Avrò pianto cinque volte, forse sei. Forse ho perso il conto. Mentre guardavo “Mi chiamo Francesco Totti” - il documentario del calciatore della Roma attualmente su Amazon Prime Video oppure on demand su Sky - sapevo di essere di fronte a qualcosa di semplice, di facile e allo stesso tempo di diretto, di malinconico: l'ultima memoria del capitano della squadra della capitale, un ultimo sfogo, utile a far capire, una volta ancora, che Totti è Roma e Roma è Francesco Totti.
Ma è proprio nell’essenzialità di questo messaggio che sta la forza di questo documentario. Una semplicità che in molti, tuttavia, non hanno apprezzato, ritenendo questo prodotto, a tratti, troppo scontato ed eccessivamente incentrato su momenti della vita di Totti già noti da tempo, o comunque non in grado di aggiungere nulla al suo personaggio. Sbagliato. Molto sbagliato.
Totti si è mostrato, come sempre nella sua carriera, per quello che è, cioè è una persona semplice. Un classico italiano medio. Parla in romanesco, è ironico, autoironico, permaloso, ama la vita “tera-tera”, è legato alla famiglia, senza troppi giri per la testa, è schietto, è convinto dei propri mezzi e ha un unico obiettivo che non è vincere, ma è più profondo: mai deludere la capitale e la sua gente.

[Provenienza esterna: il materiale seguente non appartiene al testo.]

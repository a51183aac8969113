//! Failure-summary extraction for native build tool output.
//!
//! Gradle and Flutter emit thousands of lines per build; a human operator
//! needs the handful that actually explain a failure. This crate runs an
//! ordered set of heuristic matchers over the combined stdout/stderr of a
//! failed invocation and produces a bounded, de-duplicated summary. The
//! heuristics are best-effort, not authoritative: when nothing matches, the
//! tail of the output is used instead.
//!
//! The matcher list is an ordered table (see [`matchers::default_matchers`])
//! so new tool output formats can be added without touching the extraction
//! control flow.

pub mod matchers;

use serde::{Deserialize, Serialize};

use matchers::default_matchers;

/// Bounds applied to the extracted summary.
#[derive(Debug, Clone, Serialize, Deserialize)]
pub struct ExtractConfig {
    /// Maximum number of matched lines/blocks kept (default: 10).
    pub max_matches: usize,

    /// Number of trailing non-blank lines used when nothing matches
    /// (default: 20).
    pub fallback_lines: usize,

    /// Maximum length of the final message in characters (default: 1500).
    pub max_message_len: usize,
}

impl Default for ExtractConfig {
    fn default() -> Self {
        Self {
            max_matches: 10,
            fallback_lines: 20,
            max_message_len: 1500,
        }
    }
}

/// Run every matcher in order and collect de-duplicated hits.
///
/// Order is preserved, and de-duplication works at line granularity: a line
/// captured inside an earlier multi-line block is not re-emitted when a
/// later matcher returns it on its own.
pub fn collect_matches(output: &str, config: &ExtractConfig) -> Vec<String> {
    let mut seen: std::collections::HashSet<String> = std::collections::HashSet::new();
    let mut hits = Vec::new();

    for matcher in default_matchers() {
        for hit in (matcher.run)(output) {
            if hits.len() >= config.max_matches {
                return hits;
            }
            let lines: Vec<&str> = hit.lines().map(str::trim).collect();
            if lines.iter().all(|l| seen.contains(*l)) {
                continue;
            }
            for line in &lines {
                seen.insert((*line).to_string());
            }
            hits.push(hit);
        }
    }

    hits
}

/// Extract a bounded failure summary from combined build tool output.
///
/// If any matcher hits, the hits are joined; otherwise the last
/// `fallback_lines` non-blank lines are used. The result is truncated to
/// `max_message_len` characters. The caller is expected to append a pointer
/// to the full persisted log for deep debugging.
pub fn extract_failure_summary(output: &str, config: &ExtractConfig) -> String {
    let hits = collect_matches(output, config);

    let message = if hits.is_empty() {
        tail_lines(output, config.fallback_lines)
    } else {
        hits.join("\n")
    };

    truncate_chars(&message, config.max_message_len)
}

/// Last `n` non-blank lines of `output`, joined with newlines.
pub fn tail_lines(output: &str, n: usize) -> String {
    let mut lines: Vec<&str> = output
        .lines()
        .filter(|l| !l.trim().is_empty())
        .collect();
    if lines.len() > n {
        lines = lines.split_off(lines.len() - n);
    }
    lines.join("\n")
}

/// Truncate to at most `max` characters on a char boundary.
fn truncate_chars(s: &str, max: usize) -> String {
    if s.chars().count() <= max {
        return s.to_string();
    }
    s.chars().take(max).collect()
}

La vita di Totti, di fatto, gira tutta intorno a questo concetto e credetemi che è un obiettivo complicato perché “Roma è così grande che di notte ti prende, ti inghiotte. Fotte la mente, un gigante che ti culla. Tra le urla che non sente. Ti compra, ti vende, ti innalza, ti stende. Ti usa se serve, ti premia, ti perde” come canta Piotta in “7 Vizi Capitale” la colonna sonora della prima stagione di Suburra. E spiega benissimo che cosa significa Roma: una città passionale, calda, energica, ti dà e ti toglie, ti sorprende e ti stritola, è ossigeno e anidride carbonica, è la condanna e la salvezza. “Un giorno voglio essere una persona normale. Ci sarà un giorno da qui a che ‘moro? Per me no. Quello che ho vissuto io con la gente di Roma, nessun'altro al mondo l’ha vissuto”.
Quello che emerge con grande chiarezza dal documentario girato da Alex Infascelli è la purezza dell’uomo, la genuinità, la spontaneità con i suoi alti - le giocate, le goliardate, le battute, i momenti belli - e quelli bassi come il calcio a Balotelli, lo sputo a Poulsen e le innumerevoli incazzature con gli arbitri. Totti non appare un dio pagano in questo prodotto, ma viene mostrato dannatamente umano, fatto di carne e ossa, di sangue e emozioni, di anima e mente, di carattere e sentimenti. E la voce narrante di Totti riesce a consolidare questo tentativo del regista di conferire al documentario ancora più naturalezza.
Io non sono romano, non sono romanista, ma amo Francesco Totti. Amo il suo percorso di vita, di crescita, di rinascita. Francesco viene catapultato dalla curva, come tifoso, al campo dello Stadio Olimpico come giovane promessa. E ripete in continuazione una parola: destino. È il destino che lo ha portato lì, con la maglia giallorossa. Sempre il destino che gli ha permesso di restare nonostante mister Bianchi lo volesse mandar via ed era presente, il destino, al gol che vale lo scudetto in casa contro il Parma, poi i Mondiali, la Scarpa d’oro e l’addio, il commovente addio di Francesco Totti al calcio. Uno stadio intero, una popolazione intera, in lacrime. In quel momento Totti non è Totti, in quell’istante Totti è la Capitale. Totti diventa parte di Roma, come un monumento, come un’istituzione, come parte integrante della Città Eterna. Ecco, Totti, a differenza di tutte le altre bandiere, può essere anche odiato, non apprezzato, può essere scontato, ma nessuno potrà mai togliere a Totti il legame viscerale alla sua città ed è per questo che io amo Francesco Totti.